Kroll Settlement Administration LLC, a company that specializes in precisely this type of extensive consumer payout procedure, is the settlement administrator managing claims. If you’re wondering if any of this applies to you after receiving a breach notification from Comcast, you most likely do. Reimbursement for documented out-of-pocket losses up to $10,000 is available to eligible customers who file a claim by August 14, 2026.

This covers identity theft-related expenses, any credit monitoring services you may have paid for, and any credit freezes you put in place after the breach date. You can also claim up to five hours of lost time at $30 per hour if you spent time handling the fallout, such as contacting banks, contesting charges, or setting up fraud alerts. That is not insignificant.

There is a flat alternative payment of about $50 for those without specific documented losses, though that amount may change based on the total number of claims filed. It’s the kind of payout that, by itself, doesn’t make news, but it does exist. Practically speaking, the three-year identity protection package that all members of the settlement class can automatically enroll in is more intriguing.

Real-time transaction alerts, dark web monitoring, one-bureau credit monitoring, and identity theft insurance up to $1 million are all included. Three years of monitoring isn’t overly cautious—in fact, it might be necessary given that the exposed data included security questions and partial Social Security numbers.
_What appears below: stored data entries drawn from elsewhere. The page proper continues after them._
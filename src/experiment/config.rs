//! Configuration loading for the experiment runner.

use serde::Deserialize;
use std::path::{Path, PathBuf};

use crate::simulation::mac::MacConfig;
use crate::simulation::node::DEFAULT_MESSAGE_LENGTH;
use crate::simulation::types::Tick;

/// Parameters of a period sweep, read from `config.toml` next to the scene.
#[derive(Debug, Clone, Deserialize)]
#[serde(default, rename_all = "kebab-case")]
pub struct ExperimentConfig {
    /// Seed of the first run; every following run uses the next value.
    pub seed: u64,
    /// Simulated ticks per run.
    pub simulation_length: Tick,
    pub period_min: f64,
    pub period_max: f64,
    pub period_step: f64,
    pub runs_per_period: u32,
    /// Write one status trace file per run.
    pub trace: bool,
    pub output_dir: PathBuf,
    pub message_length: u32,
    /// Per-source maximum for sources that do not set their own.
    pub max_messages: u64,
    pub mac: MacConfig,
}

impl Default for ExperimentConfig {
    fn default() -> Self {
        Self {
            seed: 1,
            simulation_length: 100_000,
            period_min: 1000.0,
            period_max: 5000.0,
            period_step: 1000.0,
            runs_per_period: 1,
            trace: false,
            output_dir: PathBuf::from("output"),
            message_length: DEFAULT_MESSAGE_LENGTH,
            max_messages: 100,
            mac: MacConfig::default(),
        }
    }
}

impl ExperimentConfig {
    /// Load configuration from a TOML file.
    ///
    /// # Arguments
    /// * `config_path` - Path to the config.toml file
    ///
    /// # Returns
    /// * `Ok(ExperimentConfig)` if the file was successfully loaded, parsed and validated
    /// * `Err(String)` with a descriptive error message otherwise
    pub fn load(config_path: &Path) -> Result<Self, String> {
        let content = std::fs::read_to_string(config_path).map_err(|e| format!("Failed to read config file: {}", e))?;

        Self::parse(&content)
    }

    /// Like [`load`](Self::load), but a missing file yields the defaults.
    pub fn load_or_default(config_path: &Path) -> Result<Self, String> {
        if !config_path.exists() {
            log::info!("No config file at {}, using defaults", config_path.display());
            return Ok(Self::default());
        }
        Self::load(config_path)
    }

    pub fn parse(content: &str) -> Result<Self, String> {
        let config: Self = toml::from_str(content).map_err(|e| format!("Failed to parse config file: {}", e))?;
        config.validate()?;
        Ok(config)
    }

    /// Derive the config path from a scene file path.
    ///
    /// Replaces the scene filename with "config.toml" in the same directory.
    pub fn config_path_from_scene(scene_path: &str) -> PathBuf {
        let scene = Path::new(scene_path);
        scene.parent().unwrap_or(Path::new(".")).join("config.toml")
    }

    pub fn validate(&self) -> Result<(), String> {
        if !(self.period_min.is_finite() && self.period_min >= 0.0) {
            return Err(format!("period-min must be non-negative, got {}", self.period_min));
        }
        if !(self.period_step.is_finite() && self.period_step > 0.0) {
            return Err(format!("period-step must be positive, got {}", self.period_step));
        }
        if !self.period_max.is_finite() || self.period_max < self.period_min {
            return Err(format!("period-max ({}) must not be below period-min ({})", self.period_max, self.period_min));
        }
        if self.runs_per_period == 0 {
            return Err("runs-per-period must be at least 1".to_string());
        }
        self.mac.validate()
    }

    /// Traffic periods visited by the sweep, from `period-min` up to and
    /// including `period-max`.
    pub fn periods(&self) -> Vec<f64> {
        let mut periods = Vec::new();
        let mut index = 0u32;
        loop {
            let period = self.period_min + self.period_step * index as f64;
            if period > self.period_max + f64::EPSILON * self.period_max.abs().max(1.0) {
                break;
            }
            periods.push(period);
            index += 1;
        }
        periods
    }
}

#[cfg(test)]
mod tests {
    use super::*;

    #[test]
    fn empty_file_gives_defaults() {
        let config = ExperimentConfig::parse("").unwrap();
        assert_eq!(config.seed, 1);
        assert_eq!(config.mac, MacConfig::default());
        assert_eq!(config.periods(), vec![1000.0, 2000.0, 3000.0, 4000.0, 5000.0]);
    }

    #[test]
    fn kebab_case_keys_and_mac_table() {
        let config = ExperimentConfig::parse(
            r#"
            seed = 42
            simulation-length = 5000
            period-min = 100
            period-max = 300
            period-step = 100
            runs-per-period = 3
            trace = true
            output-dir = "results"

            [mac]
            slot = 20
            cw-max = 256
            "#,
        )
        .unwrap();
        assert_eq!(config.seed, 42);
        assert_eq!(config.simulation_length, 5000);
        assert_eq!(config.runs_per_period, 3);
        assert_eq!(config.output_dir, PathBuf::from("results"));
        assert_eq!(config.mac.slot, 20);
        assert_eq!(config.mac.sifs, 10);
        assert_eq!(config.mac.cw_max, 256);
        assert_eq!(config.periods(), vec![100.0, 200.0, 300.0]);
    }

    #[test]
    fn rejects_inverted_period_range() {
        assert!(ExperimentConfig::parse("period-min = 10\nperiod-max = 5").is_err());
        assert!(ExperimentConfig::parse("period-step = 0").is_err());
    }

    #[test]
    fn config_sits_next_to_the_scene() {
        assert_eq!(ExperimentConfig::config_path_from_scene("scenes/grid.json"), PathBuf::from("scenes/config.toml"));
        assert_eq!(ExperimentConfig::config_path_from_scene("grid.json"), PathBuf::from("config.toml"));
    }
}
For its part, Comcast has denied any misconduct. Since the breach was made public, the company has maintained that Citrix, not Comcast, was the source of the vulnerability. In a limited sense, that might be technically true.
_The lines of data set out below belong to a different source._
//! Discrete-event simulator of a CSMA/CA wireless network.
//!
//! - `simulation`: scheduler, MAC state machine, medium, nodes and the network arena
//! - `common`: scene file format
//! - `experiment`: sweep configuration and orchestration

pub mod common;
pub mod experiment;
pub mod simulation;
//! Experiment orchestration.
//!
//! Builds a [`Network`] from a scene and sweeps the traffic period:
//! - One node, interface and medium per scene node, wired by distance
//! - For every period, `runs-per-period` runs of `simulation-length` ticks
//! - Per run: an optional status trace file and one JSON line in `stats/runs.jsonl`
//!
//! A run that fails is logged and skipped; the sweep goes on.

pub mod config;

use anyhow::{Context, Result, bail};
use serde::Serialize;
use std::collections::HashMap;
use std::fs::{self, File};
use std::io::{BufWriter, Write};
use std::path::Path;
use std::sync::Arc;

use crate::common::scene::Scene;
use crate::simulation::network::Network;
use crate::simulation::stats::RunReport;
use crate::simulation::trace::AsciiTrace;
use crate::simulation::types::NodeId;
use crate::simulation::variate::RandomVariate;

pub use config::ExperimentConfig;

/// One line of `stats/runs.jsonl`.
#[derive(Debug, Clone, Serialize)]
pub struct RunRecord {
    pub period: f64,
    pub run: u32,
    pub seed: u64,
    #[serde(flatten)]
    pub report: RunReport,
}

pub struct Experiment {
    network: Network,
    config: ExperimentConfig,
    sources: Vec<NodeId>,
}

impl Experiment {
    /// Create the network described by `scene`.
    ///
    /// Nodes without an explicit name are called `Node_<id>_[x,y]`, their
    /// interfaces `Interface_<node name>`.
    pub fn build(scene: Scene, config: ExperimentConfig) -> Result<Self> {
        let mut network = Network::new(config.mac, config.seed);
        let default_arrival = scene.default_arrival.map(Arc::new);
        let mut ids = HashMap::new();
        let mut sources = Vec::new();
        let mut pending = Vec::new();

        for scene_node in scene.nodes {
            let name = scene_node.display_name();
            let id = match scene_node.traffic {
                Some(traffic) => {
                    let arrival = match (traffic.arrival, &default_arrival) {
                        (Some(own), _) => Arc::new(own),
                        (None, Some(shared)) => Arc::clone(shared),
                        (None, None) => bail!("Node {} has traffic but no arrival variate", name),
                    };
                    let max_messages = traffic.max_messages.unwrap_or(config.max_messages);
                    let id = network.add_source(name.clone(), scene_node.position, arrival, max_messages);
                    network.set_message_length(id, traffic.message_length.unwrap_or(config.message_length))?;
                    sources.push(id);
                    pending.push((id, traffic.destinations));
                    id
                }
                None => network.add_node(name.clone(), scene_node.position),
            };
            network.add_interface(id, format!("Interface_{}", name), scene_node.radius);
            ids.insert(scene_node.node_id, id);
        }

        for (source, destinations) in pending {
            for destination in destinations {
                let target = *ids.get(&destination).with_context(|| format!("Unknown destination node_id {}", destination))?;
                network.add_destination(source, target)?;
            }
        }
        network.connect_in_range();

        log::info!("Built network with {} nodes ({} sources)", network.nodes().len(), sources.len());
        Ok(Self { network, config, sources })
    }

    pub fn network(&self) -> &Network {
        &self.network
    }

    pub fn config(&self) -> &ExperimentConfig {
        &self.config
    }

    /// Run the whole sweep, writing traces and statistics under `output-dir`.
    ///
    /// # Returns
    ///
    /// The records of every run that completed.
    pub fn run(&mut self) -> Result<Vec<RunRecord>> {
        let output_dir = self.config.output_dir.clone();
        let stats_dir = output_dir.join("stats");
        fs::create_dir_all(&stats_dir).with_context(|| format!("Failed to create {}", stats_dir.display()))?;
        let traces_dir = output_dir.join("traces");
        if self.config.trace {
            fs::create_dir_all(&traces_dir).with_context(|| format!("Failed to create {}", traces_dir.display()))?;
        }

        let stats_path = stats_dir.join("runs.jsonl");
        let mut stats_file = BufWriter::new(File::create(&stats_path).with_context(|| format!("Failed to create {}", stats_path.display()))?);

        let periods = self.config.periods();
        log::info!("Sweeping {} periods x {} runs", periods.len(), self.config.runs_per_period);

        let mut records = Vec::new();
        let mut seed = self.config.seed;
        for period in periods {
            for run in 0..self.config.runs_per_period {
                let trace_dir = self.config.trace.then_some(traces_dir.as_path());
                match self.run_once(period, run, seed, trace_dir) {
                    Ok(record) => {
                        serde_json::to_writer(&mut stats_file, &record).context("Failed to write run statistics")?;
                        writeln!(stats_file).context("Failed to write run statistics")?;
                        records.push(record);
                    }
                    Err(err) => log::warn!("Run {} at period {} aborted: {:#}", run, period, err),
                }
                seed = seed.wrapping_add(1);
            }
        }
        stats_file.flush().context("Failed to flush run statistics")?;
        Ok(records)
    }

    /// Execute a single run with every source producing every `period` ticks.
    pub fn run_once(&mut self, period: f64, run: u32, seed: u64, trace_dir: Option<&Path>) -> Result<RunRecord> {
        let period_variate = Arc::new(RandomVariate::delta(period));
        for source in &self.sources {
            self.network.set_period(*source, Arc::clone(&period_variate))?;
        }
        self.network.reseed(seed);

        let trace = match trace_dir {
            Some(dir) => {
                let path = dir.join(format!("trace_n{}_p{}_r{}.txt", self.network.nodes().len(), period, run));
                let trace = AsciiTrace::create(&path).with_context(|| format!("Failed to create trace {}", path.display()))?;
                Some(Box::new(trace) as Box<dyn crate::simulation::trace::TraceSink>)
            }
            None => None,
        };
        self.network.set_trace(trace);

        log::info!("Starting run {} at period {} (seed {})", run, period, seed);
        let outcome = self
            .network
            .init_run()
            .and_then(|_| self.network.run_to(self.config.simulation_length));
        let report = self.network.end_run();
        self.network.set_trace(None);
        outcome.with_context(|| format!("Simulation failed at t={}", report.end_time))?;

        Ok(RunRecord { period, run, seed, report })
    }
}

#[cfg(test)]
mod tests {
    use super::*;
    use crate::common::scene::parse_scene;

    const LINE: &str = r#"{
        "nodes": [
            { "node_id": 10, "position": { "x": 0, "y": 0 }, "radius": 1.1,
              "traffic": { "destinations": [30], "arrival": { "type": "delta", "value": 5 }, "max_messages": 2 } },
            { "node_id": 20, "position": { "x": 1, "y": 0 }, "radius": 1.1 },
            { "node_id": 30, "name": "sink", "position": { "x": 2, "y": 0 }, "radius": 1.1 }
        ]
    }"#;

    fn test_config(dir: &str) -> ExperimentConfig {
        ExperimentConfig {
            simulation_length: 20_000,
            period_min: 1000.0,
            period_max: 2000.0,
            period_step: 1000.0,
            runs_per_period: 2,
            trace: true,
            output_dir: std::env::temp_dir().join(format!("{}_{}", dir, std::process::id())),
            ..ExperimentConfig::default()
        }
    }

    #[test]
    fn build_names_nodes_and_wires_neighbours() {
        let experiment = Experiment::build(parse_scene(LINE).unwrap(), test_config("wifi_build")).unwrap();
        let network = experiment.network();
        assert_eq!(network.nodes()[0].name, "Node_10_[0,0]");
        assert_eq!(network.interfaces()[2].name, "Interface_sink");
        let first = network.interfaces()[0].medium;
        assert_eq!(network.medium(first).members().len(), 1);
        let middle = network.interfaces()[1].medium;
        assert_eq!(network.medium(middle).members().len(), 2);
    }

    #[test]
    fn sweep_writes_traces_and_statistics() {
        let config = test_config("wifi_sweep");
        let output_dir = config.output_dir.clone();
        let mut experiment = Experiment::build(parse_scene(LINE).unwrap(), config).unwrap();
        let records = experiment.run().unwrap();

        assert_eq!(records.len(), 4);
        for record in &records {
            assert_eq!(record.report.total_produced(), 2);
            assert_eq!(record.report.nodes[2].consumed, 2);
            assert_eq!(record.report.nodes[1].consumed, 0);
        }
        let stats = fs::read_to_string(output_dir.join("stats").join("runs.jsonl")).unwrap();
        assert_eq!(stats.lines().count(), 4);
        let first: serde_json::Value = serde_json::from_str(stats.lines().next().unwrap()).unwrap();
        assert_eq!(first["period"], 1000.0);
        assert!(first["counters"]["forwarded"].as_u64().unwrap() >= 2);
        assert!(output_dir.join("traces").join("trace_n3_p2000_r1.txt").exists());
        let _ = fs::remove_dir_all(&output_dir);
    }
}
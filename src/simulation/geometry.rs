//! Distance helpers for topology construction.

use super::types::Point;

/// Squared Euclidean distance (avoids a sqrt when comparing distances).
///
/// # Parameters
///
/// * `a` - First point
/// * `b` - Second point
///
/// # Returns
///
/// The squared distance (dx² + dy²).
pub fn distance2(a: &Point, b: &Point) -> f64 {
    let dx = a.x - b.x;
    let dy = a.y - b.y;
    dx * dx + dy * dy
}

/// Whether `to` lies strictly inside the circle of `radius` around `from`.
pub fn in_range(from: &Point, to: &Point, radius: f64) -> bool {
    distance2(from, to) < radius * radius
}
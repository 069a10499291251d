//! Random variates used for traffic inter-arrival times.
//!
//! A variate is a closed set of distributions. Stochastic variants draw from
//! the simulation's seeded RNG so runs are reproducible. `Sequence` cycles
//! through a fixed list; its cursor lives inside the variate, so every owner
//! of the same `Arc<RandomVariate>` advances the same cursor.

use rand::Rng;
use rand_distr::{Distribution, Exp};
use serde::Deserialize;
use std::sync::atomic::{AtomicUsize, Ordering};

#[derive(Debug, Deserialize)]
#[serde(tag = "type", rename_all = "snake_case")]
pub enum RandomVariate {
    /// Uniform over `[min, max)`.
    Uniform { min: f64, max: f64 },
    /// Exponential with the given mean.
    Exponential { mean: f64 },
    /// Deterministic: cycles through `values` in order.
    Sequence {
        values: Vec<f64>,
        #[serde(skip)]
        cursor: AtomicUsize,
    },
    /// Always returns `value`.
    Delta { value: f64 },
}

impl RandomVariate {
    pub fn uniform(min: f64, max: f64) -> Self {
        RandomVariate::Uniform { min, max }
    }

    pub fn exponential(mean: f64) -> Self {
        RandomVariate::Exponential { mean }
    }

    pub fn sequence(values: Vec<f64>) -> Self {
        RandomVariate::Sequence { values, cursor: AtomicUsize::new(0) }
    }

    pub fn delta(value: f64) -> Self {
        RandomVariate::Delta { value }
    }

    /// Draw the next value.
    pub fn draw<R: Rng + ?Sized>(&self, rng: &mut R) -> f64 {
        match self {
            RandomVariate::Uniform { min, max } => {
                if max <= min {
                    *min
                } else {
                    rng.gen_range(*min..*max)
                }
            }
            RandomVariate::Exponential { mean } => match Exp::new(1.0 / mean) {
                Ok(exp) => exp.sample(rng),
                Err(_) => *mean,
            },
            RandomVariate::Sequence { values, cursor } => {
                if values.is_empty() {
                    return 0.0;
                }
                let index = cursor.fetch_add(1, Ordering::Relaxed) % values.len();
                values[index]
            }
            RandomVariate::Delta { value } => *value,
        }
    }

    /// Rewind a `Sequence` to its first value. No-op for other variants.
    pub fn rewind(&self) {
        if let RandomVariate::Sequence { cursor, .. } = self {
            cursor.store(0, Ordering::Relaxed);
        }
    }

    /// Check that the parameters describe a usable distribution.
    pub fn validate(&self) -> Result<(), String> {
        match self {
            RandomVariate::Uniform { min, max } if !min.is_finite() || !max.is_finite() || min < &0.0 || max < min => {
                Err(format!("uniform variate needs 0 <= min <= max, got [{}, {})", min, max))
            }
            RandomVariate::Exponential { mean } if !(mean.is_finite() && *mean > 0.0) => {
                Err(format!("exponential variate needs a positive mean, got {}", mean))
            }
            RandomVariate::Sequence { values, .. } if values.is_empty() => Err("sequence variate has no values".to_string()),
            RandomVariate::Sequence { values, .. } if values.iter().any(|v| !v.is_finite() || *v < 0.0) => {
                Err("sequence variate values must be non-negative".to_string())
            }
            RandomVariate::Delta { value } if !value.is_finite() || *value < 0.0 => {
                Err(format!("delta variate needs a non-negative value, got {}", value))
            }
            _ => Ok(()),
        }
    }
}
However, a jury is likely to agree with the plaintiffs’ argument that Comcast could have discovered and fixed the vulnerability before hackers did, which may be why Comcast decided to reach a settlement before it reached that stage. Although the $117.5 million settlement is a substantial amount, it avoids a great deal of awkward testimony in court regarding what IT teams knew and when.

In communities such as these, the human element is often lost. In December 2023, a grandmother who had been using the same Xfinity account for fifteen years was notified via email that her data might have been compromised. It’s possible that she didn’t fully comprehend the significance of her security questions or what “hashed passwords” meant.

Most likely, she didn’t file anything. Millions of class members in settlements across the nation fall into this category; they are eligible individuals who just don’t follow through, leaving money and protections unclaimed. It’s worth naming clearly because it’s a well-known pattern.

The date of the final approval hearing is July 7, 2026. The settlement is still proposed and not finalized until then. Although they won’t get paid in cash, customers who do nothing will technically stay in the class, giving up any future right to sue over this breach. Once everything is approved, they will still be able to use the identity protection services, which is something.

However, the window for cash claims closes on August 14. Claims may be mailed straight to Kroll Settlement Administration or submitted through the settlement website. The unique Class Member ID that was sent to you in the breach notification email is required; if you can’t find it, the settlement website offers a lookup tool.

Observing these massive corporate data breach settlements proceed through the legal system gives the impression that businesses benefit more from the system than the impacted individuals. Comcast will make the payment, deny any wrongdoing, and move on. It’s still unclear if those whose information was in another person’s database in October 2023 actually get paid.

The post Comcast Data Breach Settlement Kroll: What 35 Million Xfinity Customers Need to Know Before the Deadline appeared first on Creative Learning Guild.